From the entries provided below, copy each line that contains the word "hidden".

Entries supplied Block Start

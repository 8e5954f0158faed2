//! Row descriptors and the row-block index.

use super::{BiffRecord, sid};
use crate::common::binary::LittleEndianReader;
use crate::common::error::{XlsError, XlsResult};
use std::io::Write;

/// Row properties.
///
/// Record type: 0x0208
#[derive(Debug, Clone, Copy, PartialEq, Eq)]
pub struct RowRecord {
    pub row: u16,
    pub first_col: u16,
    /// One past the last column holding a cell.
    pub last_col: u16,
    pub height: u16,
    pub optimize: u16,
    pub reserved: u16,
    pub options: u16,
    pub xf_index: u16,
}

impl RowRecord {
    pub const MAX_ROW: u32 = 0xFFFF;
    /// Encoded size including the record header.
    pub const ENCODED_SIZE: usize = 20;

    const OUTLINE_LEVEL_MASK: u16 = 0x0007;
    const COLLAPSED: u16 = 0x0010;
    const ZERO_HEIGHT: u16 = 0x0020;
    const BAD_FONT_HEIGHT: u16 = 0x0040;
    const FORMATTED: u16 = 0x0080;
    const ALWAYS_SET: u16 = 0x0100;
    const XF_MASK: u16 = 0x0FFF;

    /// A default row: standard height, general style, no cells.
    pub fn new(row: u32) -> XlsResult<Self> {
        let row = u16::try_from(row)
            .map_err(|_| XlsError::invalid_argument(format!("row {} exceeds 65535", row)))?;
        Ok(Self {
            row,
            first_col: 0,
            last_col: 0,
            height: 0x00FF,
            optimize: 0,
            reserved: 0,
            options: Self::ALWAYS_SET,
            xf_index: 0x000F,
        })
    }

    pub fn row_number(&self) -> u32 {
        self.row as u32
    }

    /// Whether no cell has been recorded in this row.
    pub fn is_empty(&self) -> bool {
        (self.first_col | self.last_col) == 0
    }

    pub fn outline_level(&self) -> u8 {
        (self.options & Self::OUTLINE_LEVEL_MASK) as u8
    }

    pub fn set_outline_level(&mut self, level: u8) {
        self.options =
            (self.options & !Self::OUTLINE_LEVEL_MASK) | (u16::from(level) & Self::OUTLINE_LEVEL_MASK);
    }

    pub fn is_collapsed(&self) -> bool {
        self.options & Self::COLLAPSED != 0
    }

    pub fn set_collapsed(&mut self, collapsed: bool) {
        self.set_option(Self::COLLAPSED, collapsed);
    }

    pub fn is_zero_height(&self) -> bool {
        self.options & Self::ZERO_HEIGHT != 0
    }

    pub fn set_zero_height(&mut self, hidden: bool) {
        self.set_option(Self::ZERO_HEIGHT, hidden);
    }

    pub fn is_bad_font_height(&self) -> bool {
        self.options & Self::BAD_FONT_HEIGHT != 0
    }

    pub fn is_formatted(&self) -> bool {
        self.options & Self::FORMATTED != 0
    }

    pub fn set_formatted(&mut self, formatted: bool) {
        self.set_option(Self::FORMATTED, formatted);
    }

    /// Cell style index for the row (meaningful when formatted).
    pub fn style_index(&self) -> u16 {
        self.xf_index & Self::XF_MASK
    }

    pub fn set_style_index(&mut self, xf: u16) {
        self.xf_index = (self.xf_index & !Self::XF_MASK) | (xf & Self::XF_MASK);
    }

    fn set_option(&mut self, bit: u16, on: bool) {
        if on {
            self.options |= bit;
        } else {
            self.options &= !bit;
        }
    }
}

impl BiffRecord for RowRecord {
    const SID: u16 = sid::ROW;

    fn parse(data: &[u8]) -> XlsResult<Self> {
        let mut r = LittleEndianReader::new(Self::SID, data);
        let out = Self {
            row: r.read_u16()?,
            first_col: r.read_u16()?,
            last_col: r.read_u16()?,
            height: r.read_u16()?,
            optimize: r.read_u16()?,
            reserved: r.read_u16()?,
            options: r.read_u16()?,
            xf_index: r.read_u16()?,
        };
        r.expect_end()?;
        Ok(out)
    }

    fn data_size(&self) -> usize {
        16
    }

    fn write_data<W: Write>(&self, writer: &mut W) -> XlsResult<()> {
        for v in [
            self.row,
            self.first_col,
            self.last_col,
            self.height,
            self.optimize,
            self.reserved,
            self.options,
            self.xf_index,
        ] {
            writer.write_all(&v.to_le_bytes())?;
        }
        Ok(())
    }
}

/// Row-block index written right after a worksheet's BOF.
///
/// Record type: 0x020B
#[derive(Debug, Clone, PartialEq, Eq, Default)]
pub struct IndexRecord {
    pub reserved: u32,
    pub first_row: u32,
    /// One past the last row with a ROW record.
    pub last_row_add1: u32,
    /// Stream offset of DEFCOLWIDTH; written as zero.
    pub def_col_width_offset: u32,
    /// Absolute stream offsets of the DBCELL records.
    pub dbcells: Vec<u32>,
}

impl IndexRecord {
    /// Encoded size for a sheet with `blocks` row blocks.
    pub fn size_for_blocks(blocks: usize) -> usize {
        4 + 16 + 4 * blocks
    }
}

impl BiffRecord for IndexRecord {
    const SID: u16 = sid::INDEX;

    fn parse(data: &[u8]) -> XlsResult<Self> {
        let mut r = LittleEndianReader::new(Self::SID, data);
        let reserved = r.read_u32()?;
        let first_row = r.read_u32()?;
        let last_row_add1 = r.read_u32()?;
        let def_col_width_offset = r.read_u32()?;
        if r.remaining() % 4 != 0 {
            return Err(XlsError::invalid_record(
                Self::SID,
                "DBCELL offset list is not a multiple of 4 bytes",
            ));
        }
        let mut dbcells = Vec::with_capacity(r.remaining() / 4);
        while !r.is_empty() {
            dbcells.push(r.read_u32()?);
        }
        Ok(Self {
            reserved,
            first_row,
            last_row_add1,
            def_col_width_offset,
            dbcells,
        })
    }

    fn data_size(&self) -> usize {
        16 + 4 * self.dbcells.len()
    }

    fn write_data<W: Write>(&self, writer: &mut W) -> XlsResult<()> {
        writer.write_all(&self.reserved.to_le_bytes())?;
        writer.write_all(&self.first_row.to_le_bytes())?;
        writer.write_all(&self.last_row_add1.to_le_bytes())?;
        writer.write_all(&self.def_col_width_offset.to_le_bytes())?;
        for offset in &self.dbcells {
            writer.write_all(&offset.to_le_bytes())?;
        }
        Ok(())
    }
}

/// Offsets from a row block's end back to its first ROW record and
/// between the first cells of each row.
///
/// Record type: 0x00D7
#[derive(Debug, Clone, PartialEq, Eq, Default)]
pub struct DbCellRecord {
    pub row_offset: u32,
    pub cell_offsets: Vec<u16>,
}

impl BiffRecord for DbCellRecord {
    const SID: u16 = sid::DBCELL;

    fn parse(data: &[u8]) -> XlsResult<Self> {
        let mut r = LittleEndianReader::new(Self::SID, data);
        let row_offset = r.read_u32()?;
        if r.remaining() % 2 != 0 {
            return Err(XlsError::invalid_record(
                Self::SID,
                "cell offset list has an odd length",
            ));
        }
        let mut cell_offsets = Vec::with_capacity(r.remaining() / 2);
        while !r.is_empty() {
            cell_offsets.push(r.read_u16()?);
        }
        Ok(Self {
            row_offset,
            cell_offsets,
        })
    }

    fn data_size(&self) -> usize {
        4 + 2 * self.cell_offsets.len()
    }

    fn write_data<W: Write>(&self, writer: &mut W) -> XlsResult<()> {
        writer.write_all(&self.row_offset.to_le_bytes())?;
        for offset in &self.cell_offsets {
            writer.write_all(&offset.to_le_bytes())?;
        }
        Ok(())
    }
}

Entries supplied Block End

• [Response for this exercise]:
    pub fn set_zero_height(&mut self, hidden: bool) {
        self.set_option(Self::ZERO_HEIGHT, hidden);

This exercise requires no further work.